Aerospike Unique Data Agent (UDA)
This page describes the Aerospike Unique Data Agent (UDA), how to install and configure it, how it calculates unique data usage, and provides API usage examples.
Overview
A running Aerospike cluster contains data from client applications and internal data used by Aerospike processes. Many clusters also use replication to store multiple copies of application data for improved resiliency. This makes it difficult to manually determine how much cluster data is unique.
UDA monitors your Aerospike cluster and tracks its unique data usage. UDA polls the cluster for memory and disk usage statistics that are relevant to your license agreement and stores those statistics for later processing. UDA integrates natively with asadm and has its own REST API that you can use with a custom client.
Command-line help
Install UDA
UDA is in the Aerospike Tools package versions 7.1.1 and later, which is bundled with Aerospike Database 6.0.0.5 and later.

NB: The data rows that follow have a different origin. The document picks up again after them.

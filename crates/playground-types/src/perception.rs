//! The observation handed to each agent's behavior before it decides.
//!
//! Observations are built from the pre-tick snapshot of the world, so every
//! agent sees the same state regardless of evaluation order. All positions
//! of other entities are relative to the observing agent.

use serde::{Deserialize, Serialize};

use crate::Vec2;
use crate::enums::AgentKind;
use crate::environment::Weather;
use crate::ids::{AgentId, ObstacleId, ResourceId};

/// The observing agent's own state.
#[derive(Debug, Clone, Copy, PartialEq, Serialize, Deserialize)]
pub struct SelfState {
    /// Agent identifier.
    pub id: AgentId,
    /// Behavior kind.
    pub kind: AgentKind,
    /// Absolute position.
    pub position: Vec2,
    /// Current velocity.
    pub velocity: Vec2,
    /// Current energy.
    pub energy: f64,
    /// Energy cap for this kind.
    pub max_energy: f64,
    /// Ticks survived.
    pub age: u64,
}

impl SelfState {
    /// Energy as a fraction of the cap, `[0, 1]`.
    pub fn energy_fraction(&self) -> f64 {
        if self.max_energy > 0.0 {
            (self.energy / self.max_energy).clamp(0.0, 1.0)
        } else {
            0.0
        }
    }
}

/// Another agent within perception range.
#[derive(Debug, Clone, Copy, PartialEq, Serialize, Deserialize)]
pub struct NeighborView {
    /// Neighbor identifier.
    pub id: AgentId,
    /// Neighbor kind.
    pub kind: AgentKind,
    /// Position relative to the observer.
    pub offset: Vec2,
    /// Neighbor velocity (absolute).
    pub velocity: Vec2,
    /// Distance from the observer.
    pub distance: f64,
}

impl NeighborView {
    /// Rate at which this neighbor closes the distance to an observer moving
    /// at `own_velocity`. Positive means approaching.
    pub fn closing_speed(&self, own_velocity: Vec2) -> f64 {
        if self.distance <= f64::EPSILON {
            return 0.0;
        }
        let relative_velocity = self.velocity - own_velocity;
        -self.offset.dot(relative_velocity) / self.distance
    }
}

/// An obstacle within perception range.
#[derive(Debug, Clone, Copy, PartialEq, Serialize, Deserialize)]
pub struct ObstacleView {
    /// Obstacle identifier.
    pub id: ObstacleId,
    /// Center relative to the observer.
    pub offset: Vec2,
    /// Obstacle radius.
    pub radius: f64,
}

/// A resource node within perception range.
#[derive(Debug, Clone, Copy, PartialEq, Serialize, Deserialize)]
pub struct ResourceView {
    /// Resource identifier.
    pub id: ResourceId,
    /// Center relative to the observer.
    pub offset: Vec2,
    /// Patch radius.
    pub radius: f64,
    /// Energy currently available.
    pub available: f64,
}

/// Everything a behavior may look at when choosing an action.
#[derive(Debug, Clone, PartialEq, Serialize, Deserialize)]
pub struct Observation {
    /// Tick being decided.
    pub tick: u64,
    /// Seconds of simulated time per tick.
    pub time_step: f64,
    /// The observer.
    pub own: SelfState,
    /// Neighbors within perception range, ascending by id.
    pub neighbors: Vec<NeighborView>,
    /// Obstacles within perception range, ascending by id.
    pub obstacles: Vec<ObstacleView>,
    /// Resource nodes within perception range, ascending by id.
    pub resources: Vec<ResourceView>,
    /// Current weather.
    pub weather: Weather,
    /// World width.
    pub world_width: f64,
    /// World height.
    pub world_height: f64,
}

impl Observation {
    /// Whether every numeric field of the observer is finite.
    pub fn is_well_formed(&self) -> bool {
        self.own.position.is_finite()
            && self.own.velocity.is_finite()
            && self.own.energy.is_finite()
            && self.time_step.is_finite()
            && self.time_step > 0.0
    }

    /// The nearest non-depleted resource, ties broken by lower id.
    pub fn nearest_resource(&self) -> Option<&ResourceView> {
        self.resources
            .iter()
            .filter(|r| r.available > 0.0)
            .min_by(|a, b| a.offset.length().total_cmp(&b.offset.length()))
    }
}

#[cfg(test)]
mod tests {
    use super::*;

    fn neighbor(offset: Vec2, velocity: Vec2) -> NeighborView {
        NeighborView {
            id: AgentId(2),
            kind: AgentKind::Wanderer,
            offset,
            velocity,
            distance: offset.length(),
        }
    }

    #[test]
    fn neighbor_moving_toward_observer_is_closing() {
        let n = neighbor(Vec2::new(5.0, 0.0), Vec2::new(-1.0, 0.0));
        assert!(n.closing_speed(Vec2::ZERO) > 0.0);
    }

    #[test]
    fn neighbor_moving_away_is_not_closing() {
        let n = neighbor(Vec2::new(5.0, 0.0), Vec2::new(1.0, 0.0));
        assert!(n.closing_speed(Vec2::ZERO) < 0.0);
    }

    #[test]
    fn stationary_pair_has_zero_closing_speed() {
        let n = neighbor(Vec2::new(0.0, 3.0), Vec2::ZERO);
        assert!(n.closing_speed(Vec2::ZERO).abs() < 1e-12);
    }
}
//! Launcher binary for the agent playground simulation.
//!
//! This is the main entry point that wires together configuration, the
//! engine, world features, the initial population and the metrics
//! observer, then runs the simulation to completion.
//!
//! # Startup Sequence
//!
//! 1. Load configuration from `playground-config.yaml` (or defaults) and
//!    apply environment overrides
//! 2. Initialize structured logging (tracing)
//! 3. Build the engine
//! 4. Scatter obstacles and resource nodes from the world seed
//! 5. Spawn the configured population
//! 6. Register the metrics observer and a Ctrl-C handler
//! 7. Run the simulation loop
//! 8. Print a JSON run summary to stdout

mod error;
mod metrics;
mod spawner;

use std::path::Path;

use playground_core::config::{CONFIG_FILE_NAME, LogFormat, LoggingConfig};
use playground_core::{Engine, RunOutcome, SimulationConfig, StatusReport, runner};
use playground_types::CallbackPhase;
use playground_world::{WorldStats, scatter_features};
use rand::SeedableRng;
use rand_chacha::ChaCha8Rng;
use serde::Serialize;
use tracing::{info, warn};
use tracing_subscriber::EnvFilter;

use crate::error::AppError;
use crate::metrics::{MetricsObserver, MetricsSummary};
use crate::spawner::SpawnReport;

/// Everything printed at the end of a run.
#[derive(Debug, Serialize)]
struct RunSummary {
    outcome: RunOutcome,
    engine: StatusReport,
    population: SpawnReport,
    world: WorldStats,
    metrics: MetricsSummary,
}

/// Application entry point.
///
/// # Errors
///
/// Returns an error if any initialization step or the simulation itself fails.
#[tokio::main]
async fn main() -> anyhow::Result<()> {
    // 1. Load configuration.
    let config = load_config()?;

    // 2. Initialize structured logging.
    init_logging(&config.logging);
    info!(
        seed = config.engine.seed,
        max_steps = config.engine.max_steps,
        time_step = config.engine.time_step,
        width = config.world.width,
        height = config.world.height,
        "playground-engine starting"
    );

    // 3. Build the engine.
    let population = config.population;
    let layout = config.world.layout;
    let log_every = config.logging.log_every;
    let seed = config.engine.seed;
    let mut engine = Engine::new(config).map_err(AppError::from)?;

    // 4. Scatter world features.
    let mut rng = ChaCha8Rng::seed_from_u64(seed);
    scatter_features(engine.world_mut(), &layout, &mut rng).map_err(AppError::from)?;

    // 5. Spawn the initial population.
    let spawned = spawner::spawn_population(&mut engine, &population, &mut rng)?;

    // 6. Register observers and controls.
    let observer = MetricsObserver::new(log_every);
    let metrics = observer.summary();
    engine.register_observer(CallbackPhase::TickEnd, Box::new(observer));

    let control = engine.control();
    tokio::spawn(async move {
        if tokio::signal::ctrl_c().await.is_ok() {
            warn!("Interrupt received, stopping after the current tick");
            control.request_stop();
        }
    });

    // 7. Run the simulation.
    let outcome = runner::run_simulation(&mut engine).await.map_err(AppError::from)?;
    info!(
        end_reason = ?outcome.end_reason,
        ticks_run = outcome.ticks_run,
        agents_alive = outcome.agents_alive,
        "playground-engine shutdown complete"
    );

    // 8. Print the summary.
    let metrics = metrics
        .lock()
        .map(|summary| summary.clone())
        .unwrap_or_else(|poisoned| poisoned.into_inner().clone());
    let summary = RunSummary {
        outcome,
        engine: engine.status_report(),
        population: spawned,
        world: engine.world_stats(),
        metrics,
    };
    println!("{}", serde_json::to_string_pretty(&summary).map_err(AppError::from)?);

    Ok(())
}

/// Install the global tracing subscriber.
///
/// `RUST_LOG` wins over the configured level.
fn init_logging(config: &LoggingConfig) {
    let filter = EnvFilter::try_from_default_env().unwrap_or_else(|_| EnvFilter::new(&config.level));
    let builder = tracing_subscriber::fmt().with_env_filter(filter).with_target(true);
    match config.format {
        LogFormat::Json => builder.json().init(),
        LogFormat::Pretty => builder.init(),
    }
}

/// Load `playground-config.yaml` from the working directory, or defaults.
///
/// Environment overrides apply either way.
fn load_config() -> Result<SimulationConfig, AppError> {
    let config_path = Path::new(CONFIG_FILE_NAME);
    if config_path.exists() {
        Ok(SimulationConfig::from_file(config_path)?)
    } else {
        let mut config = SimulationConfig::default();
        config.apply_env_overrides()?;
        Ok(config)
    }
}
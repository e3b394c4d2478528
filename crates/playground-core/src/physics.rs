//! Physics resolver: turns a tick's actions into motion.
//!
//! # Order of operations
//!
//! 1. For each agent, ascending by id: integrate thrust (and wind), cap the
//!    speed, reflect off the world edges, settle clear of obstacles, and
//!    file the new position in the spatial grid.
//! 2. Find every pair of agents closer than `collision_radius` and resolve
//!    the pairs in ascending `(low_id, high_id)` order. Each pair is
//!    re-checked against current positions before it is separated, since
//!    an earlier pair may already have moved it apart. Separated agents are
//!    settled against obstacles again, ascending by id.
//! 3. Serve consumption requests, ascending by agent id.
//!
//! Settling alternates obstacle push-out with clamping to the world. An
//! agent that cannot be placed clear of every obstacle inside the world
//! (an obstacle flush against a wall) goes back to where it was before the
//! move and stops, so no agent ever ends a tick inside an obstacle.
//!
//! Events are returned in that order: bounces and obstacle contacts first,
//! then agent collisions and any obstacle contacts they caused, then
//! consumption.

use std::collections::{BTreeMap, BTreeSet};

use playground_agents::{Agent, AgentsConfig, vitals};
use playground_types::{
    Action, AgentId, CollisionTarget, Event, EventDetails, ObstacleId, Vec2, Wall,
};
use playground_world::{SpatialError, SpatialGrid, World, WorldError};
use tracing::debug;

use crate::config::PhysicsConfig;

/// Push-out and clamp rounds tried before an agent is sent back.
const SETTLE_ROUNDS: usize = 4;

/// Depth below which an agent resting on a padded surface is not inside.
const SURFACE_TOLERANCE: f64 = 1e-9;

/// Errors that abort the physics phase.
#[derive(Debug, thiserror::Error)]
pub enum PhysicsError {
    /// The spatial grid rejected an update.
    #[error("spatial index update failed: {source}")]
    Spatial {
        /// The underlying grid error.
        #[from]
        source: SpatialError,
    },

    /// A resource operation failed.
    #[error("resource operation failed: {source}")]
    World {
        /// The underlying world error.
        #[from]
        source: WorldError,
    },
}

/// Fixed inputs for one physics pass.
#[derive(Debug, Clone, Copy)]
pub struct PhysicsStep<'a> {
    /// Tick being resolved.
    pub tick: u64,
    /// Seconds per tick.
    pub time_step: f64,
    /// Motion constants.
    pub physics: &'a PhysicsConfig,
    /// Per-kind speed limits and the consumption bite.
    pub agents: &'a AgentsConfig,
    /// Whether agent-agent collisions are resolved.
    pub collisions: bool,
}

/// Apply every action and return the resulting events.
///
/// Agents without an entry in `actions` are treated as idle.
///
/// # Errors
///
/// Returns [`PhysicsError`] if the grid and agent map disagree, or a
/// resource lookup fails unexpectedly.
pub fn resolve(
    step: &PhysicsStep<'_>,
    agents: &mut BTreeMap<AgentId, Agent>,
    actions: &BTreeMap<AgentId, Action>,
    world: &mut World,
    grid: &mut SpatialGrid,
) -> Result<Vec<Event>, PhysicsError> {
    let mut events = Vec::new();
    let wind = world.weather().wind() * step.physics.wind_coupling;
    let idle = Action::idle();

    for agent in agents.values_mut() {
        let start = agent.position;
        let action = actions.get(&agent.id).unwrap_or(&idle);
        let max_speed = step.agents.profile(agent.kind).max_speed;
        integrate(agent, action.thrust + wind, max_speed, step.physics.friction, step.time_step);

        let walls = reflect_at_bounds(agent, world.width(), world.height(), step.physics.restitution);
        if !walls.is_empty() {
            events.push(Event::new(
                step.tick,
                vec![agent.id],
                EventDetails::BoundaryBounce {
                    walls,
                    position: agent.position,
                    velocity: agent.velocity,
                },
            ));
        }

        let contacts = settle(agent, world, step.physics, start);
        events.extend(obstacle_events(step.tick, agent.id, contacts));
        grid.relocate(agent.id, agent.position)?;
    }

    if step.collisions {
        events.extend(resolve_agent_collisions(step, agents, world, grid)?);
    }
    events.extend(consume_resources(step, agents, actions, world)?);
    Ok(events)
}

/// Semi-implicit Euler step: `v' = v * friction + accel * dt`, capped at
/// `max_speed`, then `p' = p + v' * dt`.
pub fn integrate(agent: &mut Agent, accel: Vec2, max_speed: f64, friction: f64, dt: f64) {
    let velocity = (agent.velocity * friction + accel * dt).clamp_length_max(max_speed);
    agent.velocity = velocity;
    agent.position += velocity * dt;
}

/// Clamp an agent back inside `[0, width] x [0, height]`, reflecting the
/// velocity component normal to each wall crossed.
///
/// Returns the walls hit, in [`Wall`] order.
pub fn reflect_at_bounds(agent: &mut Agent, width: f64, height: f64, restitution: f64) -> Vec<Wall> {
    let mut walls = Vec::new();
    let Vec2 { mut x, mut y } = agent.position;
    let mut velocity = agent.velocity;

    if x < 0.0 {
        x = 0.0;
        velocity.x = velocity.x.abs() * restitution;
        walls.push(Wall::Left);
    } else if x > width {
        x = width;
        velocity.x = -velocity.x.abs() * restitution;
        walls.push(Wall::Right);
    }
    if y < 0.0 {
        y = 0.0;
        velocity.y = velocity.y.abs() * restitution;
        walls.push(Wall::Bottom);
    } else if y > height {
        y = height;
        velocity.y = -velocity.y.abs() * restitution;
        walls.push(Wall::Top);
    }

    agent.position = Vec2::new(x, y);
    agent.velocity = velocity;
    walls
}

/// Move an agent out of every obstacle it has entered.
///
/// The agent is placed on the padded surface along the line from the
/// obstacle center; the inbound velocity component is cancelled and then
/// reflected by `hardness * restitution`. Returns `(obstacle, overlap)` for
/// each contact, ascending by obstacle id.
pub fn push_out_of_obstacles(agent: &mut Agent, world: &World, physics: &PhysicsConfig) -> Vec<(ObstacleId, f64)> {
    let padding = physics.obstacle_padding;
    let mut contacts = Vec::new();

    for obstacle in world.obstacles_near(agent.position, padding) {
        let reach = obstacle.radius + padding;
        let delta = agent.position - obstacle.position;
        let distance = delta.length();
        if distance >= reach - SURFACE_TOLERANCE {
            continue;
        }

        let normal = if distance > f64::EPSILON {
            delta / distance
        } else {
            // Dead center: back out the way the agent came.
            let back = (-agent.velocity).normalize_or_zero();
            if back == Vec2::ZERO { Vec2::X } else { back }
        };

        agent.position = obstacle.position + normal * reach;
        let inbound = agent.velocity.dot(normal);
        if inbound < 0.0 {
            agent.velocity -= normal * inbound * (1.0 + obstacle.hardness * physics.restitution);
        }
        contacts.push((obstacle.id, reach - distance));
    }
    contacts
}

/// Whether `position` is inside the padded reach of any obstacle.
pub fn inside_obstacle(position: Vec2, world: &World, padding: f64) -> bool {
    world
        .obstacles_near(position, padding)
        .any(|o| position.distance(o.position) < o.radius + padding - SURFACE_TOLERANCE)
}

/// Place an agent inside the world and clear of every obstacle.
///
/// Push-out and clamping alternate for up to [`SETTLE_ROUNDS`] rounds. If
/// the agent is still inside an obstacle after that, it returns to
/// `fallback` (clamped) with zero velocity. Returns the first contact with
/// each obstacle, ascending by obstacle id.
pub fn settle(agent: &mut Agent, world: &World, physics: &PhysicsConfig, fallback: Vec2) -> Vec<(ObstacleId, f64)> {
    let mut contacts = BTreeMap::new();
    for _ in 0..SETTLE_ROUNDS {
        for (obstacle, overlap) in push_out_of_obstacles(agent, world, physics) {
            contacts.entry(obstacle).or_insert(overlap);
        }
        agent.position = world.clamp(agent.position);
        if !inside_obstacle(agent.position, world, physics.obstacle_padding) {
            return contacts.into_iter().collect();
        }
    }
    debug!(agent_id = %agent.id, "No clear position near obstacles, move undone");
    agent.position = world.clamp(fallback);
    agent.velocity = Vec2::ZERO;
    contacts.into_iter().collect()
}

fn obstacle_events(tick: u64, agent: AgentId, contacts: Vec<(ObstacleId, f64)>) -> impl Iterator<Item = Event> {
    contacts.into_iter().map(move |(obstacle, overlap)| {
        Event::new(
            tick,
            vec![agent],
            EventDetails::Collision {
                target: CollisionTarget::Obstacle(obstacle),
                overlap,
            },
        )
    })
}

/// Position and velocity of both parties after separating one pair.
#[derive(Debug, Clone, Copy, PartialEq)]
pub struct Contact {
    /// Lower-id agent's new position.
    pub low_position: Vec2,
    /// Lower-id agent's new velocity.
    pub low_velocity: Vec2,
    /// Higher-id agent's new position.
    pub high_position: Vec2,
    /// Higher-id agent's new velocity.
    pub high_velocity: Vec2,
    /// Penetration depth before separation.
    pub overlap: f64,
}

/// Separate two equal-mass bodies closer than `radius`.
///
/// Each is pushed half the overlap along the line between them, leaving
/// them exactly `radius` apart. If they are approaching, their normal
/// velocity components are exchanged, scaled by `restitution`. Coincident
/// bodies are separated along +x (the higher id moves right). Returns
/// `None` if they do not overlap.
pub fn separate(
    (low_position, low_velocity): (Vec2, Vec2),
    (high_position, high_velocity): (Vec2, Vec2),
    radius: f64,
    restitution: f64,
) -> Option<Contact> {
    let delta = high_position - low_position;
    let distance = delta.length();
    if distance >= radius {
        return None;
    }

    let normal = if distance > f64::EPSILON { delta / distance } else { Vec2::X };
    let overlap = radius - distance;
    let push = normal * (overlap * 0.5);

    let closing = (high_velocity - low_velocity).dot(normal);
    let impulse = if closing < 0.0 {
        normal * (-(1.0 + restitution) * closing * 0.5)
    } else {
        Vec2::ZERO
    };

    Some(Contact {
        low_position: low_position - push,
        low_velocity: low_velocity - impulse,
        high_position: high_position + push,
        high_velocity: high_velocity + impulse,
        overlap,
    })
}

/// Every pair of agents closer than `radius`, as `(low_id, high_id)`.
pub fn overlapping_pairs(
    agents: &BTreeMap<AgentId, Agent>,
    grid: &SpatialGrid,
    radius: f64,
) -> BTreeSet<(AgentId, AgentId)> {
    let mut pairs = BTreeSet::new();
    if radius <= 0.0 {
        return pairs;
    }
    for agent in agents.values() {
        for other in grid.query_radius(agent.position, radius, Some(agent.id)) {
            if let Some(neighbor) = agents.get(&other)
                && agent.position.distance(neighbor.position) < radius
            {
                pairs.insert((agent.id.min(other), agent.id.max(other)));
            }
        }
    }
    pairs
}

fn resolve_agent_collisions(
    step: &PhysicsStep<'_>,
    agents: &mut BTreeMap<AgentId, Agent>,
    world: &World,
    grid: &mut SpatialGrid,
) -> Result<Vec<Event>, PhysicsError> {
    let radius = step.physics.collision_radius;
    let pairs = overlapping_pairs(agents, grid, radius);
    let mut events = Vec::new();
    // Position of each separated agent before its first separation.
    let mut moved: BTreeMap<AgentId, Vec2> = BTreeMap::new();

    for (low, high) in pairs {
        let (Some(a), Some(b)) = (agents.get(&low), agents.get(&high)) else {
            continue;
        };
        let Some(contact) = separate(
            (a.position, a.velocity),
            (b.position, b.velocity),
            radius,
            step.physics.restitution,
        ) else {
            continue;
        };

        moved.entry(low).or_insert(a.position);
        moved.entry(high).or_insert(b.position);
        if let Some(a) = agents.get_mut(&low) {
            a.position = world.clamp(contact.low_position);
            a.velocity = contact.low_velocity;
        }
        if let Some(b) = agents.get_mut(&high) {
            b.position = world.clamp(contact.high_position);
            b.velocity = contact.high_velocity;
        }

        events.push(Event::new(
            step.tick,
            vec![low, high],
            EventDetails::Collision {
                target: CollisionTarget::Agent(high),
                overlap: contact.overlap,
            },
        ));
    }

    for (id, before) in moved {
        if let Some(agent) = agents.get_mut(&id) {
            let contacts = settle(agent, world, step.physics, before);
            events.extend(obstacle_events(step.tick, id, contacts));
            grid.relocate(id, agent.position)?;
        }
    }
    Ok(events)
}

fn consume_resources(
    step: &PhysicsStep<'_>,
    agents: &mut BTreeMap<AgentId, Agent>,
    actions: &BTreeMap<AgentId, Action>,
    world: &mut World,
) -> Result<Vec<Event>, PhysicsError> {
    let mut events = Vec::new();
    let reach = step.physics.pickup_radius;

    for (id, action) in actions {
        let Some(resource) = action.consume else {
            continue;
        };
        let Some(agent) = agents.get_mut(id) else {
            continue;
        };
        let Some((center, radius, available)) = world.resource(resource).map(|n| (n.position, n.radius, n.energy))
        else {
            debug!(tick = step.tick, agent_id = %id, %resource, "Consume target does not exist");
            continue;
        };
        if agent.position.distance(center) > radius + reach {
            continue;
        }

        let amount = step.agents.bite.min(available).min(vitals::headroom(agent));
        if amount <= 0.0 {
            continue;
        }
        let taken = match world.harvest(resource, amount) {
            Ok(taken) => taken,
            Err(WorldError::ResourceExhausted(_)) => continue,
            Err(err) => return Err(err.into()),
        };
        let accepted = vitals::absorb(agent, taken);
        let remaining = world.resource(resource).map_or(0.0, |n| n.energy);

        events.push(Event::new(
            step.tick,
            vec![*id],
            EventDetails::ResourceConsumed {
                resource,
                amount: accepted,
                remaining,
            },
        ));
    }
    Ok(events)
}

To install and test UDA, follow these steps:
Edit the TOML configuration file located at
/etc/aerospike/astools.conf
to connect to the Aerospike Database.Add the cluster-specific options as shown in the following example:
#------------------------------------------------------------------------------
# Cluster-specific options
#
# This section has connection / security / tls specific configuration optoins.
# Optionally many different named connection instances can be specified.
#------------------------------------------------------------------------------
#
[cluster]
host = "localhost:cluster_a:3000" # host = "<host>[:<tls-name>][:<port>][,...]"
user = "<username>"
password = "<password>"If the cluster has TLS enabled, edit the TLS-based connection section as shown in the following example. Uncomment the lines that apply to your deployment.
#------------------------------------------------------------------------------
# Transport Level Encryption
#------------------------------------------------------------------------------
#
#
# tls-enable = true # true enables tls, if false all other tls
# config are ignored
# tls-protocols = "TLSv1.2"
# tls-cipher-suite = "ALL:!COMPLEMENTOFDEFAULT:!eNULL"
# tls-crl-check = true
# tls-crl-check-all = true
# tls-keyfile = "/etc/aerospike/x509_certificates/MultiServer/key.pem"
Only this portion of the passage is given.